* _HOW TO COMPLETE THIS TASK_:
Only lines that contain the word "instead" are to be returned from the data below.

* _INFORMATION SHOWN_:
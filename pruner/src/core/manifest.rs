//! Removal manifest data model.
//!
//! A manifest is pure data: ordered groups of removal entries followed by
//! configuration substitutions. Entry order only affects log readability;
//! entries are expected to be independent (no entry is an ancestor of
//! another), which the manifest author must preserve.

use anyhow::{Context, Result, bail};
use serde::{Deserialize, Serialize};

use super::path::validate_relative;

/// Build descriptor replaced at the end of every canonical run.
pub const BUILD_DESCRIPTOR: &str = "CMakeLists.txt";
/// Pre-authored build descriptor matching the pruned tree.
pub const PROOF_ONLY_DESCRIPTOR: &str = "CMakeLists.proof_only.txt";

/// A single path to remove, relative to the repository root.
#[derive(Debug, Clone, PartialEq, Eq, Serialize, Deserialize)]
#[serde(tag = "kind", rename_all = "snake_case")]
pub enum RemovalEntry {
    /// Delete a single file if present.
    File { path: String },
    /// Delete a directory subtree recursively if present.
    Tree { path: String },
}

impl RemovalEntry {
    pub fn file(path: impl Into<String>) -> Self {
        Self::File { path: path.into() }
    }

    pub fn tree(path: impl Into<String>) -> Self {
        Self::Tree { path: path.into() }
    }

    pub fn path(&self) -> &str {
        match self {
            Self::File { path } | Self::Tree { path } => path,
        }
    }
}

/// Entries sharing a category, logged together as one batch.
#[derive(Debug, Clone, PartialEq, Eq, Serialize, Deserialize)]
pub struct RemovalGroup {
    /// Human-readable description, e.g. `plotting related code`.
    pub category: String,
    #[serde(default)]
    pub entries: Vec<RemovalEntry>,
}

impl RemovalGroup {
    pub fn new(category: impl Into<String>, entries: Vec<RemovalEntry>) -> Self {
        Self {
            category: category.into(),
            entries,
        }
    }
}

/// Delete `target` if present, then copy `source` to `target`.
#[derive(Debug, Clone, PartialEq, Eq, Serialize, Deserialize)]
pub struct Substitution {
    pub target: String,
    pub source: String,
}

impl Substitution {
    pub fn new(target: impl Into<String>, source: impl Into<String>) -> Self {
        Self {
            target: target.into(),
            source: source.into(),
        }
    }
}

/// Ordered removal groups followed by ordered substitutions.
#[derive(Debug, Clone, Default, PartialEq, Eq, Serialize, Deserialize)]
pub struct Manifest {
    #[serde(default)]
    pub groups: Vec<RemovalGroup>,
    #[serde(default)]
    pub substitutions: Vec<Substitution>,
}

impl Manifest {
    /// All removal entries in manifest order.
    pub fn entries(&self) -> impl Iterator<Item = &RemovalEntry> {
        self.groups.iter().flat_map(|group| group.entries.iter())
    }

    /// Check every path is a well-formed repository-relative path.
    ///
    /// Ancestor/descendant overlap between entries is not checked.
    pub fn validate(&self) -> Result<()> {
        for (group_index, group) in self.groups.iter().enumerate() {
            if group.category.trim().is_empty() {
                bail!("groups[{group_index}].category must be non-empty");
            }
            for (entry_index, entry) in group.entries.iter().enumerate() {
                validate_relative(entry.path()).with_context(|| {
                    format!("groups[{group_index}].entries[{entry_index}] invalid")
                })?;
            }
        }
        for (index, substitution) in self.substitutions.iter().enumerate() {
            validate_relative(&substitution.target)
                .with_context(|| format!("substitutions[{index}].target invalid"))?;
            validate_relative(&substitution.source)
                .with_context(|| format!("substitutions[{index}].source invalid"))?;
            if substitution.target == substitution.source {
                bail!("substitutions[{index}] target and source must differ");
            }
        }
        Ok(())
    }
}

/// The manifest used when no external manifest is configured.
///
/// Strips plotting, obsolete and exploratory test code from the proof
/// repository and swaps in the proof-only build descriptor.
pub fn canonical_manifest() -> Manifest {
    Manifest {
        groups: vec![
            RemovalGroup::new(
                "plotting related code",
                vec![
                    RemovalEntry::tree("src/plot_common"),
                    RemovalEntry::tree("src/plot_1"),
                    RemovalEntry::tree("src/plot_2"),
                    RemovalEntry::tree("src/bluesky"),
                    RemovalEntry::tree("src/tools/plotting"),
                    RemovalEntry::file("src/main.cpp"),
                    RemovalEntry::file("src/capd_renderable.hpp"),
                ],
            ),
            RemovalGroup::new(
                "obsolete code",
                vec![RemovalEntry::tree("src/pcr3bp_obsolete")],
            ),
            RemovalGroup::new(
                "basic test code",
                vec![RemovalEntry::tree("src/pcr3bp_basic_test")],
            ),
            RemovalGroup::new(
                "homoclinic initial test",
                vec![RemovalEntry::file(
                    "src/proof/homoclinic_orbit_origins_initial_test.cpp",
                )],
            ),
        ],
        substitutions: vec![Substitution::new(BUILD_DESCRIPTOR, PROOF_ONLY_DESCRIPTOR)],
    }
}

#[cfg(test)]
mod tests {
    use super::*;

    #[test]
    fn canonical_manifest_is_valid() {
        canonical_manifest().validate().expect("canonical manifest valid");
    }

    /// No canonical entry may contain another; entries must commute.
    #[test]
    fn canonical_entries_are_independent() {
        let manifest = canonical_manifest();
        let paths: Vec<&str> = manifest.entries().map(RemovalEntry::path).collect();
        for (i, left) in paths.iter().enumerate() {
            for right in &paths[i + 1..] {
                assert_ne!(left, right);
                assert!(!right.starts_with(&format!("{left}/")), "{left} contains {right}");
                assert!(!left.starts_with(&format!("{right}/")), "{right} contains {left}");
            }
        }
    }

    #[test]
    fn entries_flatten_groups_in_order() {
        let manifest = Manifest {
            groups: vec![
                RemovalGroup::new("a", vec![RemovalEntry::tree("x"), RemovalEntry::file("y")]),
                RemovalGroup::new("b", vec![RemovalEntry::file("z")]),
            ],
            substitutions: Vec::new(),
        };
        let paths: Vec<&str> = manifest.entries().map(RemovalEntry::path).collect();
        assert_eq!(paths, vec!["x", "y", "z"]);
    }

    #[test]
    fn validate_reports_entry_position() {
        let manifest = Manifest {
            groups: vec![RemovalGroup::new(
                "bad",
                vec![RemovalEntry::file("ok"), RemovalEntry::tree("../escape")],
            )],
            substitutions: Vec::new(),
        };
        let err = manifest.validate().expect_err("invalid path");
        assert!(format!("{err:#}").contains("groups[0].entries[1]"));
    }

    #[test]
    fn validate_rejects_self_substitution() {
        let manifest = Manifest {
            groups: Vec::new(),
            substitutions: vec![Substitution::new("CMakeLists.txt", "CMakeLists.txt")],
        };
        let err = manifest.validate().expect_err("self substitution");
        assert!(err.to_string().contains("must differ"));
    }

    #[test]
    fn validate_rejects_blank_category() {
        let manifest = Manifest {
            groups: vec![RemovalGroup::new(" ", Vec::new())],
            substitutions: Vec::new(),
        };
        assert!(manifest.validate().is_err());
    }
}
---
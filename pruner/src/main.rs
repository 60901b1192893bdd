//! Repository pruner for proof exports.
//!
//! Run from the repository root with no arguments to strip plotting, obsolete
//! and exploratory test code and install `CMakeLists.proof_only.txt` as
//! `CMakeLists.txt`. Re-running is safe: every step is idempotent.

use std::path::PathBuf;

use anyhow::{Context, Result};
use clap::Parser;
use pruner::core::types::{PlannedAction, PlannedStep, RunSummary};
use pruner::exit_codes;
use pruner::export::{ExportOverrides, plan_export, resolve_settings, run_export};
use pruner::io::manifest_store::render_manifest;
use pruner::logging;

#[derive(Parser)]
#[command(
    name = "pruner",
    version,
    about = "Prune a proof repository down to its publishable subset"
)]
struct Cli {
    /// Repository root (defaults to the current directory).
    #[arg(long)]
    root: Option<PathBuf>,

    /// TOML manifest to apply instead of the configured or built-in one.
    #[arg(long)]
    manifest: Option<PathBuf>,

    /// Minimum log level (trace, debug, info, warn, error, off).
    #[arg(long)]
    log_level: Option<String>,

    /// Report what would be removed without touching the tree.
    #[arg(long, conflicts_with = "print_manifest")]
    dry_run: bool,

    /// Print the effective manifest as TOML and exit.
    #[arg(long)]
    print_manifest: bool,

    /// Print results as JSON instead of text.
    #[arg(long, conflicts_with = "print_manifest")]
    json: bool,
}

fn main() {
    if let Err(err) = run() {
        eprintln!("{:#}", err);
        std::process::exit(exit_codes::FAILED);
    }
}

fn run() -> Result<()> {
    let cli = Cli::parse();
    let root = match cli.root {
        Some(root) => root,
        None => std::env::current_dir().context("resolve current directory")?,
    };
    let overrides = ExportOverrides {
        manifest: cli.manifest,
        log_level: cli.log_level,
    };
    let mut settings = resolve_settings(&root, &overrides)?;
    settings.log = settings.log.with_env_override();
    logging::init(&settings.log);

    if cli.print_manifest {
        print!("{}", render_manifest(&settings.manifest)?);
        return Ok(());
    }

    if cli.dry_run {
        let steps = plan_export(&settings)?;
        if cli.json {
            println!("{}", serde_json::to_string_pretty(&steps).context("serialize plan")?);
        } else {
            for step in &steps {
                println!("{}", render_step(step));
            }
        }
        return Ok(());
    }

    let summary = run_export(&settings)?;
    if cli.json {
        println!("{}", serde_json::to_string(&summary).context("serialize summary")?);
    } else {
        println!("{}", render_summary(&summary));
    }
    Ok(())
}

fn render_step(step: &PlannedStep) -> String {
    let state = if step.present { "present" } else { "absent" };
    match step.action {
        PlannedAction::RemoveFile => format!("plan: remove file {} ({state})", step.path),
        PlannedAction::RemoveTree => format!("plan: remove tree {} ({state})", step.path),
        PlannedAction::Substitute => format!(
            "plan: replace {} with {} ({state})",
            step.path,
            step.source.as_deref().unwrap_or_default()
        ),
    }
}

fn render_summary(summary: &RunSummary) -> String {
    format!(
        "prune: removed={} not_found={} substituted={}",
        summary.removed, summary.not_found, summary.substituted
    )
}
...
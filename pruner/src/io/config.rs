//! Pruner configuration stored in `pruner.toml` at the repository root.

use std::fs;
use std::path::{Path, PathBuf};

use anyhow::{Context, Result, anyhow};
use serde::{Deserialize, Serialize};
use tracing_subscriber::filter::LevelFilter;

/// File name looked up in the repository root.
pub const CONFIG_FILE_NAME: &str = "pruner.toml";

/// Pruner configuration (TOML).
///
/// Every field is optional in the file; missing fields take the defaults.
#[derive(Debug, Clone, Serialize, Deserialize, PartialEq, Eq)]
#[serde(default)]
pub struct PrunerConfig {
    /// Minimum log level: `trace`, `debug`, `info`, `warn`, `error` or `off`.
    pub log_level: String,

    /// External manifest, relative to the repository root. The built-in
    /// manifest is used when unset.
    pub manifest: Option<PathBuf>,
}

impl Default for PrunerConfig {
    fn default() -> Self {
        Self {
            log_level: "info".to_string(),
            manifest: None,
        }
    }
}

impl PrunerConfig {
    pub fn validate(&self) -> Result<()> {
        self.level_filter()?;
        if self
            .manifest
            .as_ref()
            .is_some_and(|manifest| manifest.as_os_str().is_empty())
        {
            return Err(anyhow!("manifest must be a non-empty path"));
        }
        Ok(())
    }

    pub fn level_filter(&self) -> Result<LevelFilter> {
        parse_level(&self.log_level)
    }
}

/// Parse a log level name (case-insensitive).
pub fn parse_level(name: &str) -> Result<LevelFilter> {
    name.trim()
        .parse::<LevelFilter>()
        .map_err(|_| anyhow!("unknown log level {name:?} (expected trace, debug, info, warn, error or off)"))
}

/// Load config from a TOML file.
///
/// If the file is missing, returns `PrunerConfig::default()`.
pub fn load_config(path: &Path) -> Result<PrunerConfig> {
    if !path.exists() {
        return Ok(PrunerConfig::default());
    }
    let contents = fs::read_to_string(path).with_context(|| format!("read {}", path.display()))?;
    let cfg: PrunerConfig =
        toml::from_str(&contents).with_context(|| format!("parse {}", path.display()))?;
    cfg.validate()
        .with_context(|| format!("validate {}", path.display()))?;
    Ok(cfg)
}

* _SOLUTION TO THIS EXERCISE_:
    /// TOML manifest to apply instead of the configured or built-in one.
    /// Print results as JSON instead of text.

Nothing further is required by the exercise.